Unlike Columbus, the legendary Theseus (of classical Greek mythology) had a ball of string with him when he entered the strange and foreboding Labyrinth of the Minotaur to use as an effective guide back to civilization (in case he got lost).  Many times historians, in midst of exploring one trail of investigation, wind up on altogether different roads of study.  Such an instance recently happened to me. 

I was researching any and all biographical data on the patriot and Dutchess County Militia Colonel of the Revolutionary War, Jacob Griffin.  I was having a hard time of it.  By sheer accident I came upon an old historical text entitled New York in the Revolution, as Colony and State: Supplement.  The book was compiled and written during the years 1895-1901, by a former New York State comptroller Erastus C. Knight (and others).  This digest is an incredibly detailed and historically factual account of the New York State Assembly’s and Militia’s legal, financial and military policies, procedures and activities during the outset of the Revolution in 1774, through its conclusion, in late 1783.

Striking out on most leads of historical probing into Colonel Griffin’s origins, I was becoming intensely frustrated and despondent. Thoughts of quitting this enterprise began echoing and re-echoing in my mind.  More importantly, thoughts of escalating my investigative business crowded out the lesser important ones.  It was here that I (luckily) found some success at last.  
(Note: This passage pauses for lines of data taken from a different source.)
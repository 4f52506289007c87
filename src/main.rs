//! CLI entry point for gosuggest.
//!
//! Provides commands for writing and inspecting configuration and for checking
//! how import paths resolve against the configured GOROOT/GOPATH.

use clap::{
    Parser, Subcommand,
    builder::styling::{AnsiColor, Effects, Styles},
};
use gosuggest::{BuildContext, GoBuildContext, Settings};
use std::path::PathBuf;

fn clap_cargo_style() -> Styles {
    Styles::styled()
        .header(AnsiColor::Cyan.on_default() | Effects::BOLD)
        .usage(AnsiColor::Cyan.on_default() | Effects::BOLD)
        .literal(AnsiColor::Green.on_default())
        .placeholder(AnsiColor::Green.on_default())
}

#[derive(Parser)]
#[command(
    name = "gosuggest",
    version,
    about = "Package resolver for Go completion",
    styles = clap_cargo_style()
)]
struct Cli {
    /// Path to custom settings.toml file
    #[arg(short, long, global = true)]
    config: Option<PathBuf>,

    /// Enable debug logging
    #[arg(long, global = true)]
    debug: bool,

    #[command(subcommand)]
    command: Commands,
}

#[derive(Subcommand)]
enum Commands {
    /// Create .gosuggest/settings.toml with default values
    Init {
        /// Overwrite an existing configuration
        #[arg(short, long)]
        force: bool,
    },

    /// Print the effective configuration
    Config,

    /// Show where an import path resolves and whether it is a root package
    Locate {
        /// Import path, e.g. "fmt" or "github.com/user/pkg"
        import: String,

        /// Directory of the importing file
        #[arg(short, long, default_value = ".")]
        dir: PathBuf,

        /// Output as JSON
        #[arg(long)]
        json: bool,
    },
}

fn main() -> anyhow::Result<()> {
    let cli = Cli::parse();

    let settings = match &cli.config {
        Some(path) => Settings::load_from(path),
        None => Settings::load(),
    }
    .map_err(|e| anyhow::anyhow!("Configuration error: {e}"))?;

    gosuggest::logging::init(cli.debug || settings.debug);

    match cli.command {
        Commands::Init { force } => {
            let path = Settings::init_config_file(force)
                .map_err(|e| anyhow::anyhow!("Failed to create configuration: {e}"))?;
            if force {
                println!("Overwrote configuration at: {}", path.display());
            } else {
                println!("Created default configuration at: {}", path.display());
            }
        }
        Commands::Config => {
            print!("{}", toml::to_string_pretty(&settings)?);
        }
        Commands::Locate { import, dir, json } => {
            let ctx = GoBuildContext::from_config(&settings.build);
            match ctx.locate(&import, &dir) {
                Ok(found) if json => println!("{}", serde_json::to_string_pretty(&found)?),
                Ok(found) => {
                    println!("import path: {}", found.import_path);
                    println!("directory:   {}", found.dir.display());
                    println!("root:        {}", found.is_root);
                }
                Err(e) => {
                    eprintln!("Error: {e}");
                    for suggestion in e.recovery_suggestions() {
                        eprintln!("  - {suggestion}");
                    }
                    if json {
                        let body = serde_json::json!({
                            "status": e.status_code(),
                            "error": e.to_string(),
                        });
                        println!("{}", serde_json::to_string_pretty(&body)?);
                    }
                    std::process::exit(1);
                }
            }
        }
    }

    Ok(())
}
Jacob Griffin was becoming more tangible to me as a historic person, whereas before hand, he seemed to me like an obsolescent New York monolith.  I was finding out (while going through Knight’s book) much more valuable information about New York during the American Revolution, than I had previously anticipated.  And my prior study of General George Washington’s Culper Spy Ring would serve me well as an excellent roadmap, specifically for navigating the “exotic” wilderness of Jacob Griffin. 

I started referencing Colonel Jacob Griffin’s name in Mr. Knight’s index, placed at the back of his comprehensive, 337-paged text.  When I reached pages 194-196, a historical revelation came to me.  It was an extensive inventory of New York patriot names (from May of 1780), and a literal who’s who of the Revolutionary Movement in our State.  Illustrious names included are future NYS senator Isaac Roosevelt (formerly of Manhattan, but then living in Poughkeepsie), Abraham Brinckerhoff, future “lieutenant colonel commandant” of the Dutchess County Militia and a future NYS legislator (see page 67, of the Military Minutes of the Council of Appointment of New York State).  Isaac Roosevelt was a distant cousin to President Theodore Roosevelt and he was a direct ancestor to his descendant President Franklin D. Roosevelt.  Like Abraham Brinckerhoff, he was a stellar patriot and a member of the famed “Council of 100,” a New York Colonial group which strove valiantly, during the early years of the Revolution, to remove British authority and presence in America.

Other members on this expansive list of names were the (then) Lieutenant Colonel Jacob Griffin, of the Dutchess County Militia, Judge Selah Strong of Setauket, (Suffolk County) Long Island and the duly noted Culper Ring spymaster Abraham Woodhull, also of Setauket, NY.  No historian is surprised is glean Jacob Griffin’s name on this list, but the names of Culper spy Abraham Woodhull and auxiliary fellow Culper spy Selah Strong strike one’s eyes as particularly unusual and, one may say, spectacularly odd.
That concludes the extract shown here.